• **What is being asked**
The output is to match the entries below character for character.

• **Supplied material**
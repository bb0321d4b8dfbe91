// SPDX-License-Identifier: Apache-2.0
//! The domain protocol (\u{00a7}6.2): how a domain-producing block's live
//! element count reaches the runtime.
//!
//! A field's cardinality is part of its [`crate::types::CanonicalType`], but
//! its *count* is not \u{2014} `Array`-like blocks lower to an `Intrinsic`
//! expression carrying no count at all (\u{00a7}4.7's lowering stays pure IR).
//! The host publishes each instance's live snapshot once per frame before
//! calling [`super::RuntimeState::run_frame`]; `materialize` steps and the
//! continuity system both read it from here.

use crate::ident::InstanceId;
use rustc_hash::FxHashMap;

/// Whether a domain's elements carry a stable identity the continuity
/// system can match across frames, or none at all (\u{00a7}4.11.2).
#[derive(Clone, Copy, Debug, PartialEq, Eq)]
pub enum IdentityMode {
    Stable,
    None,
}

/// One frame's worth of a domain's live shape, published by the host
/// (\u{00a7}6.2: `{ count, identityMode, elementId?, posHint? }`).
#[derive(Clone, Debug, Default)]
pub struct DomainSnapshot {
    pub count: u32,
    pub identity_mode: Option<IdentityMode>,
    pub element_id: Option<Vec<u32>>,
    pub pos_hint: Option<Vec<[f32; 2]>>,
}

impl DomainSnapshot {
    #[must_use]
    pub fn uniform(count: u32) -> Self {
        Self {
            count,
            identity_mode: Some(IdentityMode::None),
            element_id: None,
            pos_hint: None,
        }
    }

    /// The `(oldDomainKey, newDomainKey)` half this snapshot contributes to
    /// the mapping cache key (\u{00a7}4.11.2): count plus identity fingerprint.
    #[must_use]
    pub fn domain_key(&self) -> u64 {
        let mut hasher = rustc_hash::FxHasher::default();
        use std::hash::{Hash, Hasher};
        self.count.hash(&mut hasher);
        if let Some(ids) = &self.element_id {
            ids.hash(&mut hasher);
        }
        hasher.finish()
    }
}

/// The host-published live state for every registered instance, keyed by
/// [`InstanceId`]. Overwritten wholesale each frame by the host before
/// `run_frame` executes phase 1.
#[derive(Default)]
pub struct InstanceRegistry {
    live: FxHashMap<InstanceId, DomainSnapshot>,
}

impl InstanceRegistry {
    #[must_use]
    pub fn new() -> Self {
        Self::default()
    }

    pub fn publish(&mut self, instance: InstanceId, snapshot: DomainSnapshot) {
        self.live.insert(instance, snapshot);
    }

    #[must_use]
    pub fn get(&self, instance: InstanceId) -> Option<&DomainSnapshot> {
        self.live.get(&instance)
    }

    #[must_use]
    pub fn count_of(&self, instance: InstanceId) -> u32 {
        self.live.get(&instance).map_or(0, |s| s.count)
    }
}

• **Result of this task**
repository bb0321d4b8dfbe91
// SPDX-License-Identifier: Apache-2.0
//! The domain protocol (\u{00a7}6.2): how a domain-producing block's live
//! element count reaches the runtime.
//!
//! A field's cardinality is part of its [`crate::types::CanonicalType`], but
//! its *count* is not \u{2014} `Array`-like blocks lower to an `Intrinsic`
//! expression carrying no count at all (\u{00a7}4.7's lowering stays pure IR).
//! The host publishes each instance's live snapshot once per frame before
//! calling [`super::RuntimeState::run_frame`]; `materialize` steps and the
//! continuity system both read it from here.

use crate::ident::InstanceId;
use rustc_hash::FxHashMap;

/// Whether a domain's elements carry a stable identity the continuity
/// system can match across frames, or none at all (\u{00a7}4.11.2).
#[derive(Clone, Copy, Debug, PartialEq, Eq)]
pub enum IdentityMode {
    Stable,
    None,
}

/// One frame's worth of a domain's live shape, published by the host
/// (\u{00a7}6.2: `{ count, identityMode, elementId?, posHint? }`).
#[derive(Clone, Debug, Default)]
pub struct DomainSnapshot {
    pub count: u32,
    pub identity_mode: Option<IdentityMode>,
    pub element_id: Option<Vec<u32>>,
    pub pos_hint: Option<Vec<[f32; 2]>>,
}

impl DomainSnapshot {
    #[must_use]
    pub fn uniform(count: u32) -> Self {
        Self {
            count,
            identity_mode: Some(IdentityMode::None),
            element_id: None,
            pos_hint: None,
        }
    }

    /// The `(oldDomainKey, newDomainKey)` half this snapshot contributes to
    /// the mapping cache key (\u{00a7}4.11.2): count plus identity fingerprint.
    #[must_use]
    pub fn domain_key(&self) -> u64 {
        let mut hasher = rustc_hash::FxHasher::default();
        use std::hash::{Hash, Hasher};
        self.count.hash(&mut hasher);
        if let Some(ids) = &self.element_id {
            ids.hash(&mut hasher);
        }
        hasher.finish()
    }
}

/// The host-published live state for every registered instance, keyed by
/// [`InstanceId`]. Overwritten wholesale each frame by the host before
/// `run_frame` executes phase 1.
#[derive(Default)]
pub struct InstanceRegistry {
    live: FxHashMap<InstanceId, DomainSnapshot>,
}

impl InstanceRegistry {
    #[must_use]
    pub fn new() -> Self {
        Self::default()
    }

    pub fn publish(&mut self, instance: InstanceId, snapshot: DomainSnapshot) {
        self.live.insert(instance, snapshot);
    }

    #[must_use]
    pub fn get(&self, instance: InstanceId) -> Option<&DomainSnapshot> {
        self.live.get(&instance)
    }

    #[must_use]
    pub fn count_of(&self, instance: InstanceId) -> u32 {
        self.live.get(&instance).map_or(0, |s| s.count)
    }
}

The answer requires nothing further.